▶ [EXERCISE DIRECTIONS]:
Please return every line below that contains the string "RsaPublicKey".

▶ [TASK INPUTS]:
__________________________________________________

// Copyright 2024 Google LLC
//
// Licensed under the Apache License, Version 2.0 (the "License");
// you may not use this file except in compliance with the License.
// You may obtain a copy of the License at
//
//     http://www.apache.org/licenses/LICENSE-2.0
//
// Unless required by applicable law or agreed to in writing, software
// distributed under the License is distributed on an "AS IS" BASIS,
// WITHOUT WARRANTIES OR CONDITIONS OF ANY KIND, either express or implied.
// See the License for the specific language governing permissions and
// limitations under the License.


use crate::crypto_keys::Keys;
use deku::DekuContainerWrite;
use repack_common::*;
use rsa::{pkcs8::DecodePublicKey, Pkcs1v15Sign, RsaPublicKey};
use sha2::{Digest, Sha256};

pub fn get_signature_for_signed_data<T: DekuContainerWrite>(
    signed_data: &T,
    keys: &Keys
) -> Result<Vec<u8>> {
    sign_bytes(&signed_data.to_bytes()?, keys)
}

/// RSASSA-PKCS1-v1_5 over the SHA-256 of `data`.
pub fn sign_bytes(data: &[u8], keys: &Keys) -> Result<Vec<u8>> {
    let digest = Sha256::digest(data);
    let padding = Pkcs1v15Sign::new::<Sha256>();
    Ok(keys.private_key.sign(padding, &digest)?)
}

/// Checks `signature` over `data` with a DER SubjectPublicKeyInfo.
pub fn verify_bytes(public_key_der: &[u8], data: &[u8], signature: &[u8]) -> Result<()> {
    let public_key = RsaPublicKey::from_public_key_der(public_key_der)?;
    let digest = Sha256::digest(data);
    public_key.verify(Pkcs1v15Sign::new::<Sha256>(), &digest, signature)?;
    Ok(())
}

__________________________________________________

▶ [PROBLEM SOLUTION]:
use rsa::{pkcs8::DecodePublicKey, Pkcs1v15Sign, RsaPublicKey};
    let public_key = RsaPublicKey::from_public_key_der(public_key_der)?;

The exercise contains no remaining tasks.